Top of PROVIDED DATA

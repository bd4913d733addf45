use prop_imitation::config::DEFAULT_CONFIG_PATH;
use prop_imitation::logger::parse_level;
use prop_imitation::{
    log_error, log_info, log_warn, ExporterType, LogConfig, Logger, MetricsExporter,
    PolicyEngine, PropKey, PropStore, SpoofConfig,
};

struct Args {
    log_config: LogConfig,
    config_path: String,
    package_name: Option<String>,
    process_name: Option<String>,
    attestation_frames: Vec<String>,
    attestation_marker: Option<bool>,
    features: Vec<String>,
    exporter: Option<ExporterType>,
}

fn print_help(program: &str) {
    println!("prop-imitation - device identity spoofing policy dry run");
    println!();
    println!("Usage: {} --package NAME [OPTIONS]", program);
    println!();
    println!("Options:");
    println!("  --config FILE            Spoof config file (default: {})", DEFAULT_CONFIG_PATH);
    println!("  --package NAME           Caller package name");
    println!("  --process NAME           Caller process name (default: package name)");
    println!("  --attest                 Evaluate an attestation request without a stack marker");
    println!("  --attest-marker          Evaluate an attestation request from the attestation library");
    println!("  --stack-frame CLASS      Add a call stack frame to the attestation request");
    println!("  --feature NAME           Query a system feature (repeatable)");
    println!("  --metrics FORMAT         Export metrics: prometheus, json, log");
    println!("  --log-level LEVEL        Log level: error, warn, info, debug, trace");
    println!("  --log-file               Enable file logging");
    println!("  --log-file-path FILE     Log file path (default: prop-imitation.log)");
    println!("  --log-json               Enable JSON logging format");
    println!("  --no-color               Disable ANSI colors in console output");
    println!("  -h, --help               Show this help message");
}

fn parse_args() -> Args {
    let args: Vec<String> = std::env::args().collect();
    let mut parsed = Args {
        log_config: LogConfig::default(),
        config_path: DEFAULT_CONFIG_PATH.to_string(),
        package_name: None,
        process_name: None,
        attestation_frames: Vec::new(),
        attestation_marker: None,
        features: Vec::new(),
        exporter: None,
    };

    let mut i = 1;
    while i < args.len() {
        let value = args.get(i + 1).cloned();
        match args[i].as_str() {
            "--config" => {
                if let Some(v) = value {
                    parsed.config_path = v;
                    i += 1;
                }
            }
            "--package" => {
                if let Some(v) = value {
                    parsed.package_name = Some(v);
                    i += 1;
                }
            }
            "--process" => {
                if let Some(v) = value {
                    parsed.process_name = Some(v);
                    i += 1;
                }
            }
            "--attest" => {
                parsed.attestation_marker.get_or_insert(false);
            }
            "--attest-marker" => {
                parsed.attestation_marker = Some(true);
            }
            "--stack-frame" => {
                if let Some(v) = value {
                    parsed.attestation_frames.push(v);
                    i += 1;
                }
            }
            "--feature" => {
                if let Some(v) = value {
                    parsed.features.push(v);
                    i += 1;
                }
            }
            "--metrics" => {
                if let Some(v) = value {
                    parsed.exporter = match v.to_lowercase().as_str() {
                        "prometheus" => Some(ExporterType::Prometheus),
                        "json" => Some(ExporterType::Json),
                        _ => Some(ExporterType::Logging),
                    };
                    i += 1;
                }
            }
            "--log-level" => {
                if let Some(v) = value {
                    parsed.log_config.level = parse_level(&v);
                    i += 1;
                }
            }
            "--log-file" => {
                parsed.log_config.enable_file = true;
            }
            "--log-file-path" => {
                if let Some(v) = value {
                    parsed.log_config.file_path = v;
                    i += 1;
                }
            }
            "--log-json" => {
                parsed.log_config.enable_json = true;
            }
            "--no-color" => {
                parsed.log_config.enable_ansi = false;
            }
            "--help" | "-h" => {
                print_help(&args[0]);
                std::process::exit(0);
            }
            other => {
                if other.starts_with('-') {
                    eprintln!("Unknown option: {}", other);
                    std::process::exit(1);
                }
            }
        }
        i += 1;
    }

    parsed
}

fn main() -> Result<(), Box<dyn std::error::Error>> {
    let args = parse_args();

    Logger::init(args.log_config.clone())?;

    let config = match SpoofConfig::load_or_default(&args.config_path) {
        Ok(config) => {
            log_info!("✅ Loaded spoof configuration from {}", args.config_path);
            log_info!("   Certified fingerprint: {}", config.has_certified_fingerprint());
            log_info!("   Stock fingerprint: {}", config.has_stock_fingerprint());
            log_info!("   Spoof Google apps: {}", config.spoof_google_apps);
            config
        }
        Err(e) => {
            log_error!("❌ Failed to load configuration {}: {}", args.config_path, e);
            return Err(e.into());
        }
    };

    let engine = PolicyEngine::new(config);
    engine.debug_rules();

    // Stands in for the process's real build fields.
    let props = PropStore::with_props([
        (PropKey::Brand, "generic"),
        (PropKey::Manufacturer, "unknown"),
        (PropKey::Device, "generic"),
        (PropKey::Product, "generic"),
        (PropKey::Model, "generic"),
        (PropKey::Fingerprint, "generic/generic/generic:14/UNKNOWN/0:user/test-keys"),
    ]);

    let process_name = args.process_name.as_deref().or(args.package_name.as_deref());
    match engine.on_process_identity_established(args.package_name.as_deref(), process_name, &props) {
        Some(report) => {
            log_info!(
                "Applied {} ({}/{} props)",
                report.profile,
                report.applied_count(),
                report.outcomes.len()
            );
        }
        None => log_info!("No profile applied"),
    }

    println!("state: {:?}", engine.state());
    println!("{}", serde_yaml::to_string(&props.snapshot())?);

    if args.attestation_marker.is_some() || !args.attestation_frames.is_empty() {
        let result = if args.attestation_frames.is_empty() {
            engine.on_attestation_requested(args.attestation_marker.unwrap_or(false))
        } else {
            engine.on_attestation_requested_with_stack(&args.attestation_frames)
        };
        match result {
            Ok(()) => println!("attestation: allowed"),
            Err(e) => {
                log_warn!("{}", e);
                println!("attestation: blocked");
            }
        }
    }

    for feature in &args.features {
        println!("feature {}: {}", feature, engine.on_feature_queried(feature, true));
    }

    if let Some(exporter_type) = args.exporter {
        let exporter = MetricsExporter::new(engine.metrics().clone(), exporter_type);
        println!("{}", exporter.export_metrics()?);
    }

    Ok(())
}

Bottom of PROVIDED DATA

TASK PROMPT
Each line above must be reproduced exactly as it stands.

SOLUTION FOR THIS TASK
repository bd4913d733addf45
use prop_imitation::config::DEFAULT_CONFIG_PATH;
use prop_imitation::logger::parse_level;
use prop_imitation::{
    log_error, log_info, log_warn, ExporterType, LogConfig, Logger, MetricsExporter,
    PolicyEngine, PropKey, PropStore, SpoofConfig,
};

struct Args {
    log_config: LogConfig,
    config_path: String,
    package_name: Option<String>,
    process_name: Option<String>,
    attestation_frames: Vec<String>,
    attestation_marker: Option<bool>,
    features: Vec<String>,
    exporter: Option<ExporterType>,
}

fn print_help(program: &str) {
    println!("prop-imitation - device identity spoofing policy dry run");
    println!();
    println!("Usage: {} --package NAME [OPTIONS]", program);
    println!();
    println!("Options:");
    println!("  --config FILE            Spoof config file (default: {})", DEFAULT_CONFIG_PATH);
    println!("  --package NAME           Caller package name");
    println!("  --process NAME           Caller process name (default: package name)");
    println!("  --attest                 Evaluate an attestation request without a stack marker");
    println!("  --attest-marker          Evaluate an attestation request from the attestation library");
    println!("  --stack-frame CLASS      Add a call stack frame to the attestation request");
    println!("  --feature NAME           Query a system feature (repeatable)");
    println!("  --metrics FORMAT         Export metrics: prometheus, json, log");
    println!("  --log-level LEVEL        Log level: error, warn, info, debug, trace");
    println!("  --log-file               Enable file logging");
    println!("  --log-file-path FILE     Log file path (default: prop-imitation.log)");
    println!("  --log-json               Enable JSON logging format");
    println!("  --no-color               Disable ANSI colors in console output");
    println!("  -h, --help               Show this help message");
}

fn parse_args() -> Args {
    let args: Vec<String> = std::env::args().collect();
    let mut parsed = Args {
        log_config: LogConfig::default(),
        config_path: DEFAULT_CONFIG_PATH.to_string(),
        package_name: None,
        process_name: None,
        attestation_frames: Vec::new(),
        attestation_marker: None,
        features: Vec::new(),
        exporter: None,
    };

    let mut i = 1;
    while i < args.len() {
        let value = args.get(i + 1).cloned();
        match args[i].as_str() {
            "--config" => {
                if let Some(v) = value {
                    parsed.config_path = v;
                    i += 1;
                }
            }
            "--package" => {
                if let Some(v) = value {
                    parsed.package_name = Some(v);
                    i += 1;
                }
            }
            "--process" => {
                if let Some(v) = value {
                    parsed.process_name = Some(v);
                    i += 1;
                }
            }
            "--attest" => {
                parsed.attestation_marker.get_or_insert(false);
            }
            "--attest-marker" => {
                parsed.attestation_marker = Some(true);
            }
            "--stack-frame" => {
                if let Some(v) = value {
                    parsed.attestation_frames.push(v);
                    i += 1;
                }
            }
            "--feature" => {
                if let Some(v) = value {
                    parsed.features.push(v);
                    i += 1;
                }
            }
            "--metrics" => {
                if let Some(v) = value {
                    parsed.exporter = match v.to_lowercase().as_str() {
                        "prometheus" => Some(ExporterType::Prometheus),
                        "json" => Some(ExporterType::Json),
                        _ => Some(ExporterType::Logging),
                    };
                    i += 1;
                }
            }
            "--log-level" => {
                if let Some(v) = value {
                    parsed.log_config.level = parse_level(&v);
                    i += 1;
                }
            }
            "--log-file" => {
                parsed.log_config.enable_file = true;
            }
            "--log-file-path" => {
                if let Some(v) = value {
                    parsed.log_config.file_path = v;
                    i += 1;
                }
            }
            "--log-json" => {
                parsed.log_config.enable_json = true;
            }
            "--no-color" => {
                parsed.log_config.enable_ansi = false;
            }
            "--help" | "-h" => {
                print_help(&args[0]);
                std::process::exit(0);
            }
            other => {
                if other.starts_with('-') {
                    eprintln!("Unknown option: {}", other);
                    std::process::exit(1);
                }
            }
        }
        i += 1;
    }

    parsed
}

fn main() -> Result<(), Box<dyn std::error::Error>> {
    let args = parse_args();

    Logger::init(args.log_config.clone())?;

    let config = match SpoofConfig::load_or_default(&args.config_path) {
        Ok(config) => {
            log_info!("✅ Loaded spoof configuration from {}", args.config_path);
            log_info!("   Certified fingerprint: {}", config.has_certified_fingerprint());
            log_info!("   Stock fingerprint: {}", config.has_stock_fingerprint());
            log_info!("   Spoof Google apps: {}", config.spoof_google_apps);
            config
        }
        Err(e) => {
            log_error!("❌ Failed to load configuration {}: {}", args.config_path, e);
            return Err(e.into());
        }
    };

    let engine = PolicyEngine::new(config);
    engine.debug_rules();

    // Stands in for the process's real build fields.
    let props = PropStore::with_props([
        (PropKey::Brand, "generic"),
        (PropKey::Manufacturer, "unknown"),
        (PropKey::Device, "generic"),
        (PropKey::Product, "generic"),
        (PropKey::Model, "generic"),
        (PropKey::Fingerprint, "generic/generic/generic:14/UNKNOWN/0:user/test-keys"),
    ]);

    let process_name = args.process_name.as_deref().or(args.package_name.as_deref());
    match engine.on_process_identity_established(args.package_name.as_deref(), process_name, &props) {
        Some(report) => {
            log_info!(
                "Applied {} ({}/{} props)",
                report.profile,
                report.applied_count(),
                report.outcomes.len()
            );
        }
        None => log_info!("No profile applied"),
    }

    println!("state: {:?}", engine.state());
    println!("{}", serde_yaml::to_string(&props.snapshot())?);

    if args.attestation_marker.is_some() || !args.attestation_frames.is_empty() {
        let result = if args.attestation_frames.is_empty() {
            engine.on_attestation_requested(args.attestation_marker.unwrap_or(false))
        } else {
            engine.on_attestation_requested_with_stack(&args.attestation_frames)
        };
        match result {
            Ok(()) => println!("attestation: allowed"),
            Err(e) => {
                log_warn!("{}", e);
                println!("attestation: blocked");
            }
        }
    }

    for feature in &args.features {
        println!("feature {}: {}", feature, engine.on_feature_queried(feature, true));
    }

    if let Some(exporter_type) = args.exporter {
        let exporter = MetricsExporter::new(engine.metrics().clone(), exporter_type);
        println!("{}", exporter.export_metrics()?);
    }

    Ok(())
}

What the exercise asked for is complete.